▸ Task item
Every record below must be set down again exactly as given.

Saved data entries
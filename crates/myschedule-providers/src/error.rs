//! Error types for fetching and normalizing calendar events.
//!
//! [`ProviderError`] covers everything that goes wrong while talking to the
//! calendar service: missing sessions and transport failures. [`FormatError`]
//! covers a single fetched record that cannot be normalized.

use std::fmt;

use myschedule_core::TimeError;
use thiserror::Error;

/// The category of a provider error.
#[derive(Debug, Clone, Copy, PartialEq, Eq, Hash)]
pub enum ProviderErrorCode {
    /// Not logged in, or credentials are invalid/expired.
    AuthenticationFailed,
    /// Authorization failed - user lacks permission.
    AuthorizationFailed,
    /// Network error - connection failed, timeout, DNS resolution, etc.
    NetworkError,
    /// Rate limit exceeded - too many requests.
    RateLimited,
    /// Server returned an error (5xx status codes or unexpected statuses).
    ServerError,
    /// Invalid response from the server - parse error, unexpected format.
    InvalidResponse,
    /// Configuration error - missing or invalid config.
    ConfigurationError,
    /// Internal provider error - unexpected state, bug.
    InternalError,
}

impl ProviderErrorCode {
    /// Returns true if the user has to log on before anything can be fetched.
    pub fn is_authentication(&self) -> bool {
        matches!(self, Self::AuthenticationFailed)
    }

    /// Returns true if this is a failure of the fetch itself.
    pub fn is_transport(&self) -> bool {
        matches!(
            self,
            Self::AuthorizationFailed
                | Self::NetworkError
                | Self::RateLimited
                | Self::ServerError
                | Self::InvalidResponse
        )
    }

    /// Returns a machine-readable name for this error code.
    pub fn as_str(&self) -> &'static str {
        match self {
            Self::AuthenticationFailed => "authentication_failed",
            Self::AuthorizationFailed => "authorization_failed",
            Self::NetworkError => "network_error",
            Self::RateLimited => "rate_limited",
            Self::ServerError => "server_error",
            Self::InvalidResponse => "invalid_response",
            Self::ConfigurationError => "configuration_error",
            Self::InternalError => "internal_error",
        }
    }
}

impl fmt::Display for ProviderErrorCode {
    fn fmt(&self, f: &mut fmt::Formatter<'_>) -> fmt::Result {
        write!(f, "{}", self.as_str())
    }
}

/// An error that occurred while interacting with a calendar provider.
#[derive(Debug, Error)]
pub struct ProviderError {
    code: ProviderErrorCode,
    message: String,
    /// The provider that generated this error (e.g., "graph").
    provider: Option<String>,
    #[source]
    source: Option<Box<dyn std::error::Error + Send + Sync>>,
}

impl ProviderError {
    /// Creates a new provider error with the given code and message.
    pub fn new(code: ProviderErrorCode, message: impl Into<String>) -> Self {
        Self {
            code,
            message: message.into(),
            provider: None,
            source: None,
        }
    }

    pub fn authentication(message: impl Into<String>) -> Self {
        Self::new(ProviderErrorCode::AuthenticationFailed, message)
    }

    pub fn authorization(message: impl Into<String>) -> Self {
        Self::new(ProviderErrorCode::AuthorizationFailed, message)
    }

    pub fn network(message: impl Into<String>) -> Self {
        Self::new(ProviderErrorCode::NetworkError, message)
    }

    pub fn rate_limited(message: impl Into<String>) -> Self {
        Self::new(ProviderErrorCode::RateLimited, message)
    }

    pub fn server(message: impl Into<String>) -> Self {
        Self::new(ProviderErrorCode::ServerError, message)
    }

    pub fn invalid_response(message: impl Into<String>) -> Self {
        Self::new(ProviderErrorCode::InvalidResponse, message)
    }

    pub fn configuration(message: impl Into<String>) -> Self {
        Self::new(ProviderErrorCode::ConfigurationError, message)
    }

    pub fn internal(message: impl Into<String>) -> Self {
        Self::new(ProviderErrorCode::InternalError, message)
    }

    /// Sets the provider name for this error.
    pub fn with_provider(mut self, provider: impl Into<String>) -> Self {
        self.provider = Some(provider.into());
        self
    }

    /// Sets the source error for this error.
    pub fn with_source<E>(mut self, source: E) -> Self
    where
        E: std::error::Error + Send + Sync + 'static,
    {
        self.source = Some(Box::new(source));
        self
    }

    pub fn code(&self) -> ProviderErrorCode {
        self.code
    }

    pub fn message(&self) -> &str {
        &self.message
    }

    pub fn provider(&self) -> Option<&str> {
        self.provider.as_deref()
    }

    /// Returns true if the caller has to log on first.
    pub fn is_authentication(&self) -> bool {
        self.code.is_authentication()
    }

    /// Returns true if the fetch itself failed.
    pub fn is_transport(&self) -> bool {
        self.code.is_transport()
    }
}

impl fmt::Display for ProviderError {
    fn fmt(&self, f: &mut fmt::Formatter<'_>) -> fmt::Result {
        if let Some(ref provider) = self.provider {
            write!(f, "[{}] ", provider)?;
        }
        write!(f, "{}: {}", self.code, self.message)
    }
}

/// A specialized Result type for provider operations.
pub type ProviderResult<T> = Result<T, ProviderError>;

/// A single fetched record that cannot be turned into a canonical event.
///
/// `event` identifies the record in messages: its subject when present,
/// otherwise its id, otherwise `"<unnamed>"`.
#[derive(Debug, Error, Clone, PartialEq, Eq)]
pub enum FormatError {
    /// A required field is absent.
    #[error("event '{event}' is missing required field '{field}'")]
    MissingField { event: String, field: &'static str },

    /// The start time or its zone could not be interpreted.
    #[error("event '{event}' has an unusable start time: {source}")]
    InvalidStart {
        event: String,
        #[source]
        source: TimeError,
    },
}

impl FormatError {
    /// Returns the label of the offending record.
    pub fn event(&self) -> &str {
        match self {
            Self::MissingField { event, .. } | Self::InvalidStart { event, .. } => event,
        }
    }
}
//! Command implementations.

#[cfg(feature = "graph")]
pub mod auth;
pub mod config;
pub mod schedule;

▸ Task response
filename crates/myschedule-providers/src/error.rs
//! Error types for fetching and normalizing calendar events.
//!
//! [`ProviderError`] covers everything that goes wrong while talking to the
//! calendar service: missing sessions and transport failures. [`FormatError`]
//! covers a single fetched record that cannot be normalized.

use std::fmt;

use myschedule_core::TimeError;
use thiserror::Error;

/// The category of a provider error.
#[derive(Debug, Clone, Copy, PartialEq, Eq, Hash)]
pub enum ProviderErrorCode {
    /// Not logged in, or credentials are invalid/expired.
    AuthenticationFailed,
    /// Authorization failed - user lacks permission.
    AuthorizationFailed,
    /// Network error - connection failed, timeout, DNS resolution, etc.
    NetworkError,
    /// Rate limit exceeded - too many requests.
    RateLimited,
    /// Server returned an error (5xx status codes or unexpected statuses).
    ServerError,
    /// Invalid response from the server - parse error, unexpected format.
    InvalidResponse,
    /// Configuration error - missing or invalid config.
    ConfigurationError,
    /// Internal provider error - unexpected state, bug.
    InternalError,
}

impl ProviderErrorCode {
    /// Returns true if the user has to log on before anything can be fetched.
    pub fn is_authentication(&self) -> bool {
        matches!(self, Self::AuthenticationFailed)
    }

    /// Returns true if this is a failure of the fetch itself.
    pub fn is_transport(&self) -> bool {
        matches!(
            self,
            Self::AuthorizationFailed
                | Self::NetworkError
                | Self::RateLimited
                | Self::ServerError
                | Self::InvalidResponse
        )
    }

    /// Returns a machine-readable name for this error code.
    pub fn as_str(&self) -> &'static str {
        match self {
            Self::AuthenticationFailed => "authentication_failed",
            Self::AuthorizationFailed => "authorization_failed",
            Self::NetworkError => "network_error",
            Self::RateLimited => "rate_limited",
            Self::ServerError => "server_error",
            Self::InvalidResponse => "invalid_response",
            Self::ConfigurationError => "configuration_error",
            Self::InternalError => "internal_error",
        }
    }
}

impl fmt::Display for ProviderErrorCode {
    fn fmt(&self, f: &mut fmt::Formatter<'_>) -> fmt::Result {
        write!(f, "{}", self.as_str())
    }
}

/// An error that occurred while interacting with a calendar provider.
#[derive(Debug, Error)]
pub struct ProviderError {
    code: ProviderErrorCode,
    message: String,
    /// The provider that generated this error (e.g., "graph").
    provider: Option<String>,
    #[source]
    source: Option<Box<dyn std::error::Error + Send + Sync>>,
}

impl ProviderError {
    /// Creates a new provider error with the given code and message.
    pub fn new(code: ProviderErrorCode, message: impl Into<String>) -> Self {
        Self {
            code,
            message: message.into(),
            provider: None,
            source: None,
        }
    }

    pub fn authentication(message: impl Into<String>) -> Self {
        Self::new(ProviderErrorCode::AuthenticationFailed, message)
    }

    pub fn authorization(message: impl Into<String>) -> Self {
        Self::new(ProviderErrorCode::AuthorizationFailed, message)
    }

    pub fn network(message: impl Into<String>) -> Self {
        Self::new(ProviderErrorCode::NetworkError, message)
    }

    pub fn rate_limited(message: impl Into<String>) -> Self {
        Self::new(ProviderErrorCode::RateLimited, message)
    }

    pub fn server(message: impl Into<String>) -> Self {
        Self::new(ProviderErrorCode::ServerError, message)
    }

    pub fn invalid_response(message: impl Into<String>) -> Self {
        Self::new(ProviderErrorCode::InvalidResponse, message)
    }

    pub fn configuration(message: impl Into<String>) -> Self {
        Self::new(ProviderErrorCode::ConfigurationError, message)
    }

    pub fn internal(message: impl Into<String>) -> Self {
        Self::new(ProviderErrorCode::InternalError, message)
    }

    /// Sets the provider name for this error.
    pub fn with_provider(mut self, provider: impl Into<String>) -> Self {
        self.provider = Some(provider.into());
        self
    }

    /// Sets the source error for this error.
    pub fn with_source<E>(mut self, source: E) -> Self
    where
        E: std::error::Error + Send + Sync + 'static,
    {
        self.source = Some(Box::new(source));
        self
    }

    pub fn code(&self) -> ProviderErrorCode {
        self.code
    }

    pub fn message(&self) -> &str {
        &self.message
    }

    pub fn provider(&self) -> Option<&str> {
        self.provider.as_deref()
    }

    /// Returns true if the caller has to log on first.
    pub fn is_authentication(&self) -> bool {
        self.code.is_authentication()
    }

    /// Returns true if the fetch itself failed.
    pub fn is_transport(&self) -> bool {
        self.code.is_transport()
    }
}

impl fmt::Display for ProviderError {
    fn fmt(&self, f: &mut fmt::Formatter<'_>) -> fmt::Result {
        if let Some(ref provider) = self.provider {
            write!(f, "[{}] ", provider)?;
        }
        write!(f, "{}: {}", self.code, self.message)
    }
}

/// A specialized Result type for provider operations.
pub type ProviderResult<T> = Result<T, ProviderError>;

/// A single fetched record that cannot be turned into a canonical event.
///
/// `event` identifies the record in messages: its subject when present,
/// otherwise its id, otherwise `"<unnamed>"`.
#[derive(Debug, Error, Clone, PartialEq, Eq)]
pub enum FormatError {
    /// A required field is absent.
    #[error("event '{event}' is missing required field '{field}'")]
    MissingField { event: String, field: &'static str },

    /// The start time or its zone could not be interpreted.
    #[error("event '{event}' has an unusable start time: {source}")]
    InvalidStart {
        event: String,
        #[source]
        source: TimeError,
    },
}

impl FormatError {
    /// Returns the label of the offending record.
    pub fn event(&self) -> &str {
        match self {
            Self::MissingField { event, .. } | Self::InvalidStart { event, .. } => event,
        }
    }
}
//! Command implementations.

#[cfg(feature = "graph")]
pub mod auth;
pub mod config;
pub mod schedule;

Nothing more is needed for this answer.